Ms Fani Willis, the district attorney in Fulton County, which includes Atlanta, said Long had targeted four women at two massage businesses there because of their race, national origin and gender.
All of the victims at the Atlanta spas were Korean Americans.
The authorities have said that Long drove to the Atlanta businesses after killing four people at another spa in a suburb in Cherokee County, also in Georgia state.
The district attorney in Cherokee County has not indicated that she plans to seek hate crime penalties against Long.
The attacks began on the evening of March 16, when four people were shot and killed at Young's Asian Massage in Cherokee County. The victims were Xiaojie Tan, 49; Daoyou Feng, 44; Paul Andre Michels, 54; and Delaina Ashley Yaun, 33. Long also shot another man, who survived.
Atlanta police then responded to a call about an attack at Gold Spa, another massage business, where they found three women who had been shot and killed.
As they were investigating the scene, they were alerted to another shooting, across the street, at Aromatherapy Spa, where they found the last victim, another woman who had been fatally shot.
Sheriff's deputies stopped Long on a highway about 241km south of Atlanta in Crisp County.
A police official later said investigators believed Long was planning to attack a business in the state of Florida that was connected to the pornography industry.

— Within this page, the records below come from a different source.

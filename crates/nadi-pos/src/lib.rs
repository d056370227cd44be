//! # nadi-pos: Application Services for Nadi POS
//!
//! The service layer a UI talks to. Each service is constructed with an
//! explicit [`Store`](nadi_store::Store) handle -- there is no hidden
//! global -- which keeps every test on its own in-memory database.
//!
//! ## Services
//! ```text
//! ┌─────────────────────────────────────────────────────────────────────┐
//! │                        Service Layer                                │
//! │                                                                     │
//! │  CartAggregate     the active cart with a write-through             │
//! │                    in-memory projection                             │
//! │                                                                     │
//! │  Checkout          turns the cart into a durable sale:              │
//! │                    header + items + payment + stock, atomically     │
//! │                                                                     │
//! │  InventoryLedger   catalog CRUD and clamped stock counters          │
//! │                                                                     │
//! │  Reports           order history, period summaries, shop profile    │
//! └─────────────────────────────────────────────────────────────────────┘
//! ```
//!
//! Everything works fully offline; rows the services write are stamped
//! `pending` and drained later by the sync engine (`nadi-sync`).

pub mod cart;
pub mod checkout;
pub mod error;
pub mod inventory;
pub mod reports;

pub use cart::{CartAggregate, CartView};
pub use checkout::{Checkout, Order, OrderLine};
pub use error::{PosError, PosResult};
pub use inventory::{InventoryLedger, LowStockItem};
pub use reports::{Reports, SalesSummary, ShopProfile};
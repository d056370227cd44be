//! # Cart Aggregate
//!
//! The "current cart" concept on top of the durable cart rows, with an
//! in-memory mirror for low-latency reads.
//!
//! ## Write-Through Projection
//! ```text
//! ┌─────────────────────────────────────────────────────────────────────┐
//! │                     apply_and_project(op)                           │
//! │                                                                     │
//! │  UI action (add / set qty / remove / clear)                         │
//! │       │                                                             │
//! │       ▼                                                             │
//! │  1. durable write through CartRepository                            │
//! │       │                                                             │
//! │       ├── Ok  → 2. re-read lines → replace projection → return it   │
//! │       │                                                             │
//! │       └── Err → 2. re-read lines → replace projection → propagate   │
//! │                                                                     │
//! │  The projection is updated only AFTER the store write succeeds      │
//! │  (write-through, not write-back), so the UI never shows state       │
//! │  that failed to persist. On failure the projection is re-read       │
//! │  from the store: no optimistic state survives a failed operation.   │
//! └─────────────────────────────────────────────────────────────────────┘
//! ```

use tokio::sync::RwLock;
use tracing::debug;

use crate::error::PosResult;
use nadi_core::validation::validate_quantity;
use nadi_core::{CartLine, Money};
use nadi_store::{CartRepository, Store, StoreResult};

/// Immutable snapshot of the active cart, served from memory.
#[derive(Debug, Clone, Default, PartialEq, serde::Serialize)]
pub struct CartView {
    pub cart_id: String,
    pub lines: Vec<CartLine>,
}

impl CartView {
    /// Total quantity across all lines.
    pub fn total_items(&self) -> i64 {
        self.lines.iter().map(|l| l.qty).sum()
    }

    /// Sum of line totals at their frozen prices.
    pub fn total_price(&self) -> Money {
        self.lines.iter().map(|l| l.line_total()).sum()
    }

    pub fn is_empty(&self) -> bool {
        self.lines.is_empty()
    }
}

/// Serializes the "current cart" concept for one device.
///
/// Constructed once with an explicit [`Store`] (no hidden globals) and
/// shared behind whatever the caller prefers; all interior state is
/// behind an async lock.
#[derive(Debug)]
pub struct CartAggregate {
    store: Store,
    view: RwLock<Option<CartView>>,
}

impl CartAggregate {
    /// Creates an aggregate over the given store.
    pub fn new(store: Store) -> Self {
        CartAggregate {
            store,
            view: RwLock::new(None),
        }
    }

    /// Returns the active cart id, creating a draft if none exists.
    ///
    /// Most-recently-created draft wins, with a deterministic id
    /// tie-break.
    pub async fn get_or_create_active_cart(&self) -> PosResult<String> {
        let view = self.current_view().await?;
        Ok(view.cart_id)
    }

    /// Adds `qty` of a product to the active cart.
    ///
    /// An existing line bumps its quantity in place; a new line captures
    /// the product's current price.
    pub async fn add_item(&self, product_id: &str, qty: i64) -> PosResult<CartView> {
        validate_quantity(qty)?;

        let product_id = product_id.to_string();
        self.apply_and_project(move |repo, cart_id| async move {
            repo.add_item(&cart_id, &product_id, qty).await
        })
        .await
    }

    /// Sets the quantity of a line; `qty <= 0` removes it.
    pub async fn set_quantity(&self, product_id: &str, qty: i64) -> PosResult<CartView> {
        if qty > 0 {
            validate_quantity(qty)?;
        }

        let target = product_id.to_string();
        self.apply_and_project(move |repo, cart_id| async move {
            repo.set_qty(&cart_id, &target, qty).await
        })
        .await
        .map_err(|e| line_not_found_to_domain(e, product_id))
    }

    /// Removes a line from the active cart.
    pub async fn remove_item(&self, product_id: &str) -> PosResult<CartView> {
        let target = product_id.to_string();
        self.apply_and_project(move |repo, cart_id| async move {
            repo.remove_line(&cart_id, &target).await
        })
        .await
        .map_err(|e| line_not_found_to_domain(e, product_id))
    }

    /// Clears all lines; the draft row is reused for the next sale.
    pub async fn clear(&self) -> PosResult<CartView> {
        self.apply_and_project(|repo, cart_id| async move { repo.clear(&cart_id).await })
            .await
    }

    /// Current projection; loads it from the store on first use.
    pub async fn view(&self) -> PosResult<CartView> {
        self.current_view().await
    }

    // =========================================================================
    // Internals
    // =========================================================================

    /// The single mutation path: durable write, then projection refresh.
    ///
    /// The refresh happens on both outcomes -- after success it reflects
    /// the new durable state, after failure it reverts any stale
    /// optimism by re-reading what actually persisted.
    async fn apply_and_project<F, Fut>(&self, op: F) -> PosResult<CartView>
    where
        F: FnOnce(CartRepository, String) -> Fut,
        Fut: std::future::Future<Output = StoreResult<()>>,
    {
        let cart_id = self.current_view().await?.cart_id;

        let result = op(self.store.carts(), cart_id.clone()).await;

        let refreshed = self.load_view(&cart_id).await?;
        *self.view.write().await = Some(refreshed.clone());

        match result {
            Ok(()) => Ok(refreshed),
            Err(e) => {
                debug!(cart_id = %cart_id, error = %e, "Cart write failed, projection reverted");
                Err(e.into())
            }
        }
    }

    async fn current_view(&self) -> PosResult<CartView> {
        if let Some(view) = self.view.read().await.clone() {
            return Ok(view);
        }

        let draft = self.store.carts().get_or_create_active().await?;
        let view = self.load_view(&draft.id).await?;
        *self.view.write().await = Some(view.clone());
        Ok(view)
    }

    async fn load_view(&self, cart_id: &str) -> PosResult<CartView> {
        let lines = self.store.carts().lines(cart_id).await?;
        Ok(CartView {
            cart_id: cart_id.to_string(),
            lines,
        })
    }
}

/// Maps a missing cart line onto the domain error the UI actually wants.
fn line_not_found_to_domain(err: crate::error::PosError, product_id: &str) -> crate::error::PosError {
    use crate::error::PosError;
    use nadi_core::CoreError;
    use nadi_store::StoreError;

    match err {
        PosError::Store(StoreError::NotFound { .. }) => {
            PosError::Core(CoreError::NotInCart(product_id.to_string()))
        }
        other => other,
    }
}

#[cfg(test)]
mod tests {
    use super::*;
    use crate::error::PosError;
    use nadi_core::CoreError;
    use nadi_store::{StoreConfig, StoreError};

    async fn fixture() -> (Store, CartAggregate, String) {
        let store = Store::open(StoreConfig::in_memory()).await.unwrap();
        let product = store
            .products()
            .insert("Kopi", Money::from_minor(18_000), 10)
            .await
            .unwrap();
        let cart = CartAggregate::new(store.clone());
        (store, cart, product.id)
    }

    #[tokio::test]
    async fn test_add_item_projects_after_write() {
        let (_store, cart, product_id) = fixture().await;

        let view = cart.add_item(&product_id, 2).await.unwrap();
        assert_eq!(view.total_items(), 2);
        assert_eq!(view.total_price(), Money::from_minor(36_000));

        let view = cart.add_item(&product_id, 1).await.unwrap();
        assert_eq!(view.lines.len(), 1);
        assert_eq!(view.total_items(), 3);
    }

    #[tokio::test]
    async fn test_failed_write_leaves_projection_on_durable_state() {
        let (_store, cart, product_id) = fixture().await;
        cart.add_item(&product_id, 2).await.unwrap();

        let err = cart.add_item("ghost-product", 1).await.unwrap_err();
        assert!(matches!(err, PosError::Store(StoreError::NotFound { .. })));

        // Projection still matches what is durable: one line, qty 2.
        let view = cart.view().await.unwrap();
        assert_eq!(view.lines.len(), 1);
        assert_eq!(view.total_items(), 2);
    }

    #[tokio::test]
    async fn test_set_quantity_zero_removes() {
        let (_store, cart, product_id) = fixture().await;
        cart.add_item(&product_id, 2).await.unwrap();

        let view = cart.set_quantity(&product_id, 0).await.unwrap();
        assert!(view.is_empty());
    }

    #[tokio::test]
    async fn test_invalid_quantity_rejected_before_any_write() {
        let (_store, cart, product_id) = fixture().await;

        let err = cart.add_item(&product_id, 0).await.unwrap_err();
        assert!(matches!(err, PosError::Core(CoreError::Validation(_))));
        let err = cart.add_item(&product_id, 1_000).await.unwrap_err();
        assert!(matches!(err, PosError::Core(CoreError::Validation(_))));

        assert!(cart.view().await.unwrap().is_empty());
    }

    #[tokio::test]
    async fn test_removing_absent_line_is_a_domain_error() {
        let (_store, cart, product_id) = fixture().await;

        let err = cart.remove_item(&product_id).await.unwrap_err();
        assert!(matches!(err, PosError::Core(CoreError::NotInCart(_))));
        let err = cart.set_quantity(&product_id, 3).await.unwrap_err();
        assert!(matches!(err, PosError::Core(CoreError::NotInCart(_))));
    }

    #[tokio::test]
    async fn test_projection_survives_across_aggregate_instances() {
        let (store, cart, product_id) = fixture().await;
        cart.add_item(&product_id, 2).await.unwrap();

        // A fresh aggregate over the same store picks up the same draft.
        let second = CartAggregate::new(store);
        let view = second.view().await.unwrap();
        assert_eq!(view.total_items(), 2);
    }
}
//! # Reports
//!
//! Order history and period summaries over the committed transactions,
//! plus the shop profile header that tops every printed report.

use chrono::{DateTime, Datelike, TimeZone, Utc};
use serde::Serialize;

use crate::checkout::{Checkout, Order};
use crate::error::PosResult;
use nadi_core::{Money, PaymentMethod, ValidationError};
use nadi_store::repository::meta::{
    KEY_SHOP_ADDRESS, KEY_SHOP_EMAIL, KEY_SHOP_NAME, KEY_SHOP_PHONE,
};
use nadi_store::Store;

/// Shop identity shown on report and receipt headers.
#[derive(Debug, Clone, Default, PartialEq, Eq, Serialize)]
pub struct ShopProfile {
    pub name: Option<String>,
    pub email: Option<String>,
    pub phone: Option<String>,
    pub address: Option<String>,
}

/// Totals for a reporting period.
#[derive(Debug, Clone, PartialEq, Serialize)]
pub struct SalesSummary {
    pub order_count: usize,
    pub gross_total: Money,
    /// Gross per payment method, in fixed Cash/Qris/Debit order.
    pub by_method: Vec<(PaymentMethod, Money)>,
}

/// Reporting queries over committed sales.
#[derive(Debug, Clone)]
pub struct Reports {
    store: Store,
    checkout: Checkout,
}

impl Reports {
    /// Creates a reports service over the given store.
    pub fn new(store: Store) -> Self {
        let checkout = Checkout::new(store.clone());
        Reports { store, checkout }
    }

    /// Orders committed inside `[start, end]`, oldest first.
    pub async fn orders_in_range(
        &self,
        start: DateTime<Utc>,
        end: DateTime<Utc>,
    ) -> PosResult<Vec<Order>> {
        let sales = self.store.transactions().list_range(start, end).await?;

        let mut orders = Vec::with_capacity(sales.len());
        for sale in &sales {
            if let Some(order) = self.checkout.order(&sale.id).await? {
                orders.push(order);
            }
        }

        Ok(orders)
    }

    /// Orders for one calendar month (`month` is 1-12).
    pub async fn orders_for_month(&self, year: i32, month: u32) -> PosResult<Vec<Order>> {
        let start = Utc
            .with_ymd_and_hms(year, month, 1, 0, 0, 0)
            .single()
            .ok_or_else(|| ValidationError::OutOfRange {
                field: "month".to_string(),
                min: 1,
                max: 12,
            })?;

        let (next_year, next_month) = if month == 12 {
            (year + 1, 1)
        } else {
            (year, month + 1)
        };
        let end = Utc
            .with_ymd_and_hms(next_year, next_month, 1, 0, 0, 0)
            .single()
            .ok_or_else(|| ValidationError::OutOfRange {
                field: "month".to_string(),
                min: 1,
                max: 12,
            })?
            - chrono::Duration::seconds(1);

        self.orders_in_range(start, end).await
    }

    /// Period totals with a per-payment-method breakdown.
    pub async fn sales_summary(
        &self,
        start: DateTime<Utc>,
        end: DateTime<Utc>,
    ) -> PosResult<SalesSummary> {
        let orders = self.orders_in_range(start, end).await?;

        let gross_total: Money = orders.iter().map(|o| o.total_amount).sum();
        let by_method = [PaymentMethod::Cash, PaymentMethod::Qris, PaymentMethod::Debit]
            .into_iter()
            .map(|method| {
                let total = orders
                    .iter()
                    .filter(|o| o.payment_method == method)
                    .map(|o| o.total_amount)
                    .sum();
                (method, total)
            })
            .collect();

        Ok(SalesSummary {
            order_count: orders.len(),
            gross_total,
            by_method,
        })
    }

    /// Reads the shop profile from `local_meta`.
    pub async fn shop_profile(&self) -> PosResult<ShopProfile> {
        let meta = self.store.meta();
        Ok(ShopProfile {
            name: meta.get(KEY_SHOP_NAME).await?,
            email: meta.get(KEY_SHOP_EMAIL).await?,
            phone: meta.get(KEY_SHOP_PHONE).await?,
            address: meta.get(KEY_SHOP_ADDRESS).await?,
        })
    }

    /// Stores the shop profile; `None` fields are left untouched.
    pub async fn update_shop_profile(&self, profile: &ShopProfile) -> PosResult<()> {
        let meta = self.store.meta();
        if let Some(name) = &profile.name {
            meta.set(KEY_SHOP_NAME, name).await?;
        }
        if let Some(email) = &profile.email {
            meta.set(KEY_SHOP_EMAIL, email).await?;
        }
        if let Some(phone) = &profile.phone {
            meta.set(KEY_SHOP_PHONE, phone).await?;
        }
        if let Some(address) = &profile.address {
            meta.set(KEY_SHOP_ADDRESS, address).await?;
        }
        Ok(())
    }
}

/// True when the timestamp falls in the given calendar month.
pub fn in_month(date: DateTime<Utc>, year: i32, month: u32) -> bool {
    date.year() == year && date.month() == month
}

#[cfg(test)]
mod tests {
    use super::*;
    use crate::cart::CartAggregate;
    use nadi_store::StoreConfig;

    async fn store_with_orders() -> (Store, Reports) {
        let store = Store::open(StoreConfig::in_memory()).await.unwrap();
        let product = store
            .products()
            .insert("Kopi", Money::from_minor(18_000), 100)
            .await
            .unwrap();

        let cart = CartAggregate::new(store.clone());
        let checkout = Checkout::new(store.clone());

        cart.add_item(&product.id, 2).await.unwrap();
        checkout.commit_sale(&cart, PaymentMethod::Cash).await.unwrap();

        cart.add_item(&product.id, 1).await.unwrap();
        checkout.commit_sale(&cart, PaymentMethod::Qris).await.unwrap();

        let reports = Reports::new(store.clone());
        (store, reports)
    }

    fn wide_range() -> (DateTime<Utc>, DateTime<Utc>) {
        let now = Utc::now();
        (now - chrono::Duration::days(1), now + chrono::Duration::days(1))
    }

    #[tokio::test]
    async fn test_orders_in_range_and_summary() {
        let (_store, reports) = store_with_orders().await;
        let (start, end) = wide_range();

        let orders = reports.orders_in_range(start, end).await.unwrap();
        assert_eq!(orders.len(), 2);

        let summary = reports.sales_summary(start, end).await.unwrap();
        assert_eq!(summary.order_count, 2);
        assert_eq!(summary.gross_total, Money::from_minor(54_000));

        let cash = summary
            .by_method
            .iter()
            .find(|(m, _)| *m == PaymentMethod::Cash)
            .unwrap();
        assert_eq!(cash.1, Money::from_minor(36_000));
        let debit = summary
            .by_method
            .iter()
            .find(|(m, _)| *m == PaymentMethod::Debit)
            .unwrap();
        assert_eq!(debit.1, Money::zero());
    }

    #[tokio::test]
    async fn test_orders_for_month_matches_current_month() {
        let (_store, reports) = store_with_orders().await;
        let now = Utc::now();

        let orders = reports
            .orders_for_month(now.year(), now.month())
            .await
            .unwrap();
        assert_eq!(orders.len(), 2);
        assert!(orders.iter().all(|o| in_month(o.date, now.year(), now.month())));

        assert!(reports.orders_for_month(2026, 13).await.is_err());
    }

    #[tokio::test]
    async fn test_shop_profile_roundtrip() {
        let store = Store::open(StoreConfig::in_memory()).await.unwrap();
        let reports = Reports::new(store);

        assert_eq!(reports.shop_profile().await.unwrap(), ShopProfile::default());

        reports
            .update_shop_profile(&ShopProfile {
                name: Some("Warung Nadi".into()),
                phone: Some("+62 812 0000 1111".into()),
                ..Default::default()
            })
            .await
            .unwrap();

        let profile = reports.shop_profile().await.unwrap();
        assert_eq!(profile.name.as_deref(), Some("Warung Nadi"));
        assert_eq!(profile.phone.as_deref(), Some("+62 812 0000 1111"));
        assert!(profile.email.is_none());
    }
}
//! # Service Error Type
//!
//! One error enum for the service layer, wrapping the domain and store
//! taxonomies. UI surfaces match on this; nothing below ever reaches a
//! render layer as an uncaught panic.

use thiserror::Error;

use nadi_core::{CoreError, ValidationError};
use nadi_store::StoreError;

/// Errors surfaced by the application services.
#[derive(Debug, Error)]
pub enum PosError {
    /// Business rule violation.
    #[error(transparent)]
    Core(#[from] CoreError),

    /// Durable store failure (constraint, I/O, not-found).
    #[error(transparent)]
    Store(#[from] StoreError),
}

impl From<ValidationError> for PosError {
    fn from(err: ValidationError) -> Self {
        PosError::Core(CoreError::Validation(err))
    }
}

/// Result type for service operations.
pub type PosResult<T> = Result<T, PosError>;
//! # nadi-sync: Sync Engine for Nadi POS
//!
//! Eventual-consistency reconciliation between the on-device store and
//! the remote multi-tenant backend.
//!
//! ## Architecture
//! ```text
//! ┌─────────────────────────────────────────────────────────────────────┐
//! │                        nadi-sync                                    │
//! │                                                                     │
//! │  ┌─────────────┐  ┌──────────────┐  ┌───────────────────────────┐  │
//! │  │ SyncEngine  │  │ CursorStore  │  │  RemoteBackend (trait)    │  │
//! │  │ (engine.rs) │  │ (cursor.rs)  │  │  (remote.rs)              │  │
//! │  │             │  │              │  │                           │  │
//! │  │ push FK-    │◄─│ per-device   │  │ row-shape contract with   │  │
//! │  │ ordered,    │  │ watermarks,  │◄─│ the tenant backend; the   │  │
//! │  │ pull + LWW/ │  │ monotonic    │  │ wire transport is an      │  │
//! │  │ delta replay│  │              │  │ external collaborator     │  │
//! │  └─────────────┘  └──────────────┘  └───────────────────────────┘  │
//! │                                                                     │
//! │  ┌─────────────┐  ┌──────────────┐                                  │
//! │  │ SyncConfig  │  │ reconcile    │                                  │
//! │  │ (TOML+env)  │  │ (pure rules) │                                  │
//! │  └─────────────┘  └──────────────┘                                  │
//! └─────────────────────────────────────────────────────────────────────┘
//! ```
//!
//! ## Guarantees
//!
//! - Local operations never wait on sync; network failures leave rows
//!   `pending` and the next cycle retries.
//! - Push order respects foreign keys: products, stock deltas, then
//!   transaction bundles.
//! - Pull applies a whole batch plus the cursor advance in one local
//!   transaction; the cursor is monotonic and never moves past rows that
//!   did not durably apply.
//! - Products reconcile last-writer-wins by `updated_at`; stock is a
//!   counter rebased by replaying pending local deltas; transactions are
//!   append-only and local ones are never overwritten.

pub mod config;
pub mod cursor;
pub mod engine;
pub mod error;
pub mod reconcile;
pub mod remote;

pub use config::{SyncConfig, SyncMode};
pub use cursor::CursorStore;
pub use engine::{SyncEngine, SyncOutcome, SyncPhase, SyncRunner};
pub use error::{SyncError, SyncResult};
pub use remote::{
    BoxFuture, RemoteBackend, RemotePaymentIntent, RemoteProduct, RemoteStockDelta,
    RemoteTransaction, RemoteTransactionItem, RowAck, TransactionBundle,
};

The police said after the attacks that Long had denied targeting the victims because of their race. Instead, he claimed to have struggled with a "sex addiction".
The Atlanta police have said that Long was a customer at the two Atlanta businesses that he targeted, although they have not said that he went there for sex.
Grand jurors also indicted Long on one count of domestic terrorism, saying he had intended to "intimidate the civilian population" of Georgia.
In a news conference on Tuesday, Ms Willis said she had reviewed statements that Long had given to investigators and believed that seeking the death penalty and hate crime enhancements was appropriate, but she did not lay out any new evidence about his motivations.
All the women killed in Atlanta were employees of the massage businesses there, and all were migrants from South Korea. They were identified as Soon Chung Park, 74; Suncha Kim, 69; Yong Ae Yue, 63; and Hyun Jung Grant, 51.
Under a new Georgia law, a prosecutor can ask a jury to determine if a person convicted of a crime was motivated by race or other factors, which carries an additional penalty.
Ms Willis said she believed she is the first prosecutor in the state to seek to use the law since it went into effect last July.
The intention to seek a death sentence for Long is a reversal for Ms Willis, who was elected as district attorney last November after serving in the prosecutor's office. Ms Willis said during her campaign that she could not "foresee a case" in which she would seek the death penalty, according to The Atlanta Journal-Constitution. "I believe that life without parole is an appropriate remedy," she said then, according to the newspaper.